Spin-lattice relaxation of laser-polarized xenon in human blood

The nuclear spin polarization of (129)Xe can be enhanced by several orders of magnitude by using optical pumping techniques. The increased sensitivity of xenon NMR has allowed imaging of lungs as well as other in vivo applications. The most critical parameter for efficient delivery of laser-polarized xenon to blood and tissues is the spin-lattice relaxation time (T(1)) of xenon in blood.

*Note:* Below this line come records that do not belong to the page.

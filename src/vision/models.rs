// Vision models and types
// Author: kelexine (https://github.com/kelexine)

use super::encoder::{encode_image, resolve_mime};
use crate::error::Result;
use std::fmt;
use std::path::Path;

/// Supported image formats
#[derive(Debug, Clone, Copy, PartialEq, Eq, Hash, Default)]
pub enum ImageFormat {
    #[default]
    Jpeg,
    Png,
    WebP,
    Gif,
}

impl ImageFormat {
    /// Get MIME type for this format
    pub fn mime_type(&self) -> &'static str {
        match self {
            ImageFormat::Jpeg => "image/jpeg",
            ImageFormat::Png => "image/png",
            ImageFormat::WebP => "image/webp",
            ImageFormat::Gif => "image/gif",
        }
    }

    /// Try to detect format from a (case-insensitive) file extension
    pub fn from_extension(ext: &str) -> Option<Self> {
        match ext.to_lowercase().as_str() {
            "jpeg" | "jpg" => Some(ImageFormat::Jpeg),
            "png" => Some(ImageFormat::Png),
            "webp" => Some(ImageFormat::WebP),
            "gif" => Some(ImageFormat::Gif),
            _ => None,
        }
    }
}

impl fmt::Display for ImageFormat {
    fn fmt(&self, f: &mut fmt::Formatter<'_>) -> fmt::Result {
        f.write_str(self.mime_type())
    }
}

/// A base64-encoded image together with the format label sent upstream.
#[derive(Clone, PartialEq, Eq)]
pub struct ImagePayload {
    pub data: String,
    pub format: ImageFormat,
}

impl ImagePayload {
    /// Read and encode the file at `path`, labelling it by extension.
    pub fn load(path: &Path) -> Result<Self> {
        let data = encode_image(path)?;
        Ok(Self {
            data,
            format: resolve_mime(path),
        })
    }

    /// `data:<mime>;base64,<data>`
    pub fn data_uri(&self) -> String {
        format!("data:{};base64,{}", self.format.mime_type(), self.data)
    }
}

// Payloads can be megabytes of base64; keep Debug output readable
impl fmt::Debug for ImagePayload {
    fn fmt(&self, f: &mut fmt::Formatter<'_>) -> fmt::Result {
        f.debug_struct("ImagePayload")
            .field("format", &self.format)
            .field("data_len", &self.data.len())
            .finish()
    }
}
// Error types for img2text
// Author: kelexine (https://github.com/kelexine)

use std::path::PathBuf;
use thiserror::Error;

#[derive(Error, Debug)]
pub enum ExtractError {
    #[error("Image file '{}' not found", path.display())]
    FileNotFound { path: PathBuf },

    #[error("IO error: {0}")]
    Io(#[from] std::io::Error),

    #[error("No API key configured (pass --api-key or set GEMINI_API_KEY)")]
    MissingApiKey,

    #[error("HTTP error: {0}")]
    Http(#[from] reqwest::Error),

    #[error("Authentication failed: {0}")]
    Authentication(String),

    #[error("Too many requests: {0}")]
    TooManyRequests(String),

    #[error("Service unavailable: {0}")]
    ServiceUnavailable(String),

    #[error("Remote API error (HTTP {status}): {message}")]
    RemoteApi { status: u16, message: String },

    #[error("Model returned no choices")]
    NoChoices,

    #[error("Malformed response: {0}")]
    MalformedResponse(String),

    #[error("Configuration error: {0}")]
    Config(String),

    #[error("Config parsing error: {0}")]
    ConfigParsing(#[from] config::ConfigError),

    #[error("Internal error: {0}")]
    Internal(String),
}

impl ExtractError {
    /// Maps a non-success HTTP status and its extracted message to an error kind.
    pub fn from_status(status: u16, message: String) -> Self {
        match status {
            401 | 403 => ExtractError::Authentication(message),
            429 => ExtractError::TooManyRequests(message),
            502..=504 => ExtractError::ServiceUnavailable(message),
            _ => ExtractError::RemoteApi { status, message },
        }
    }

    /// True when the failure came from a missing image file.
    pub fn is_file_not_found(&self) -> bool {
        matches!(self, ExtractError::FileNotFound { .. })
    }
}

pub type Result<T> = std::result::Result<T, ExtractError>;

In this work, the relaxation of laser-polarized xenon in human blood is measured in vitro as a function of blood oxygenation. Interactions with dissolved oxygen and with deoxyhemoglobin are found to contribute to the spin-lattice relaxation time of (129)Xe in blood, the latter interaction having greater effect. Consequently, relaxation times of (129)Xe in deoxygenated blood are shorter than in oxygenated blood. In samples with oxygenation equivalent to arterial and venous blood, the (129)Xe T(1)s at 37°C and a magnetic field of 1.5 T were 6.4 s ± 0.5 s and 4.0 s ± 0.4 s, respectively. The (129)Xe spin-lattice relaxation time in blood decreases at lower temperatures, but the ratio of T(1) in oxygenated blood to that in deoxygenated blood is the same at 37°C and 25°C. A competing ligand has been used to show that xenon binding to albumin contributes to the (129)Xe spin-lattice relaxation in blood plasma. This technique is promising for the study of xenon interactions with macromolecules.